Frankie Sparo's debut effort (My Red Scare) was a stripped-down effort of bleak songcraft, with guitar chords that rang out like gaping wounds, and lyrics that painted a picture with just about the same amount of bleakness. In short time, he followed that up with the studio-recorded Arena Hostile EP that featured renditions of songs that he'd been working and building upon in a live setting. The result was a nice step in the progression of his sound, and this newest release Welcome Crummy Mystics continues that effort, adding even more instrumentation and experimentation to his songwriting arsenal.
Members of A Silver Mt. Zion (who provided the additional backing on the Arena Hostile EP) contribute to this new recording, as well as a whole slew of other players, including some subtle digital contributions from Ian Ilavsky (member of Re: and Constellation co-founder), ever-present Effrim, and a new, major addition in N. Moss (arrangements, pianos, keyboards, and vocals). The result is a marked step in a new direction, hopping from the dark and stark sound of the first disc to an almost flush band on most of the tracks.
One of the best examples of this new sound arrives with "Hospitalville," the first song on the release. Building slowly from low-end chimes, the track layers on strings, horns, percussion, and guitar until it has reached sort of a rambling swagger by the end. Sparo adds his raspy vocals to the beginning, setting things up for the rather dramatic instrumental closing. Likewise, "Sleds To Moderne" is built upon a rather simple melody, but it's the layering of sounds and subtle instrumentation (including some clomping background beats) that bring the track alive.

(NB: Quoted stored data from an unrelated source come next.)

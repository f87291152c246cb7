use clap::{Parser, Subcommand};
use nlq_annotate::{Annotator, LexiconAnnotator};
use nlq_core::{resolve_lexicon, CoreConfig, PatientQuery, QueryProcessor};
use std::path::PathBuf;
use tracing_subscriber::EnvFilter;

#[derive(Parser)]
#[command(name = "nlq")]
#[command(about = "Natural-language patient query interpreter")]
struct Cli {
    #[command(subcommand)]
    command: Option<Commands>,
}

#[derive(Subcommand)]
enum Commands {
    /// Interpret a query and print the simulated FHIR request
    Query {
        /// Free-text query, e.g. "diabetic patients over 50"
        text: String,
        /// Replace the builtin condition lexicon with a YAML document
        #[arg(long)]
        lexicon: Option<PathBuf>,
        /// Also print the detected intent
        #[arg(long)]
        explain: bool,
    },
    /// Run the worked example queries
    Demo,
    /// Print the annotated token stream for a query
    Annotate {
        /// Free-text query to annotate
        text: String,
    },
}

const DEMO_QUERIES: &[&str] = &[
    "Show me all diabetic patients over 50",
    "please give me information on youth patients who have cancer",
    "List all children with asthma",
    "Find elderly patients with heart disease",
    "Get patients under 30 with depression",
    "Show me cancer patients between 40 and 60 years old",
    "Find adults with high blood pressure",
];

fn main() -> Result<(), Box<dyn std::error::Error>> {
    tracing_subscriber::fmt()
        .with_env_filter(EnvFilter::from_default_env())
        .init();

    let cli = Cli::parse();

    match cli.command {
        Some(Commands::Query {
            text,
            lexicon,
            explain,
        }) => {
            let override_yaml = match lexicon {
                Some(path) => Some(std::fs::read_to_string(path)?),
                None => None,
            };
            let lexicon = resolve_lexicon(override_yaml.as_deref())?;
            let annotator = LexiconAnnotator::new()?;
            let processor = QueryProcessor::new(CoreConfig::new(lexicon), Box::new(annotator));

            let result = processor.process(&text);
            if explain {
                println!("Intent: {}", processor.intent(&text));
            }
            println!("{}", PatientQuery::render(&result)?);
        }
        Some(Commands::Demo) => {
            let processor = QueryProcessor::with_defaults()?;
            println!("=== Natural-language patient query demo ===\n");
            for (index, query) in DEMO_QUERIES.iter().enumerate() {
                let result = processor.process(query);
                println!("Example {}:", index + 1);
                println!("Input: {}", query);
                println!("Intent: {}", processor.intent(query));
                println!("Output: {}", PatientQuery::render(&result)?);
                println!("{}", "-".repeat(50));
            }
        }
        Some(Commands::Annotate { text }) => {
            let annotator = LexiconAnnotator::new()?;
            for token in annotator.annotate(&text) {
                println!("{}", serde_json::to_string(&token)?);
            }
        }
        None => {
            println!("Use 'nlq --help' for commands");
        }
    }

    Ok(())
}
//! Query pipeline orchestration.
//!
//! [`QueryProcessor`] wires the annotator, the condition lexicon, and the
//! age-rule table into a single `process` call. Processing is synchronous,
//! stateless per call, and total: every string input, including empty or
//! unrecognised text, produces a well-formed result. Failure is only
//! possible at construction time.

use crate::age;
use crate::config::CoreConfig;
use crate::intent::{self, QueryIntent};
use crate::CoreResult;
use fhir_search::{PatientQuery, QueryResult};
use nlq_annotate::{Annotator, LexiconAnnotator};

/// Natural-language query interpretation service.
///
/// The annotator is an injected capability, so tests can substitute a stub;
/// the lookup tables come from [`CoreConfig`] and are immutable after
/// construction, which makes a single processor safe to share across
/// concurrent callers.
pub struct QueryProcessor {
    config: CoreConfig,
    annotator: Box<dyn Annotator + Send + Sync>,
}

impl QueryProcessor {
    /// Creates a processor from resolved configuration and an annotator.
    pub fn new(config: CoreConfig, annotator: Box<dyn Annotator + Send + Sync>) -> Self {
        Self { config, annotator }
    }

    /// Creates a processor with the builtin lexicon and default annotator.
    ///
    /// # Errors
    ///
    /// Returns [`crate::QueryError`] if the default annotator fails to
    /// initialise. This is the startup failure class; per-query processing
    /// never fails.
    pub fn with_defaults() -> CoreResult<Self> {
        let annotator = LexiconAnnotator::new()?;
        Ok(Self::new(CoreConfig::builtin(), Box::new(annotator)))
    }

    /// Interprets a free-text query into a structured result.
    ///
    /// The input is lowercased once so any-case input produces output
    /// identical to its lowercase form. Blank or unrecognised input yields
    /// empty filters and the bare resource path; no input raises an error.
    pub fn process(&self, query: &str) -> QueryResult {
        let lowered = query.trim().to_lowercase();

        let condition = self
            .config
            .lexicon()
            .match_condition(&lowered, self.annotator.annotate(&lowered));
        let age = age::parse_age_filter(&lowered);

        tracing::debug!(
            "interpreted query: condition={:?}, age={:?}",
            condition.as_ref().map(|c| c.as_str()),
            age
        );

        PatientQuery::build(condition.as_ref(), age.as_ref())
    }

    /// Classifies what the query asks to do with the matching patients.
    ///
    /// Intent never changes the interpreted filters; see [`crate::intent`].
    pub fn intent(&self, query: &str) -> QueryIntent {
        intent::detect_intent(query)
    }
}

Another thing Sparo does a couple times on the release is rock out a fair amount. "Akzidenz Grotesk" stumbles along with jangly guitars and shreds of feedback while off-kilter drums add fills. Sparo himself adds dual-tracked vocals (at one point the background ones get messed up and provide an odd moment of humor), while a roughly assembled "men's choir" add another layer of haphazard-ness. If that track was a bit loose, though, it doesn't even compare to the jagged edges of "Back On Speed," in which Sparo completely abandons his usual singing style for a warbling, cracked rant while angular guitars shard off and the choir makes a re-appearence. It's an interesting diversion, but one of weaker tracks on the disc.
Some of the best newer things about the sound are the clicks and quiet programming that help provide a backdrop for the track "Camera." While it's nothing groundbreaking or amazing, the subtle electronic/organic work provides a lovely backdrop to the French lyrics (which come off much less pretentious than other groups trying their one song in another language). Even though it's not the closing track, the nearly 6-minute "City As Might Have Been" again makes a great point for the expanded instrumentation as tabla drumming mixes with strings and horns and guitars while multi-part vocals add a nice touch to the chorus. Despite a couple stumbles, the disc is just as solid as his debut. It's a slightly different sound, but for fans of his work, or others like Califone, this will be an enjoyable find.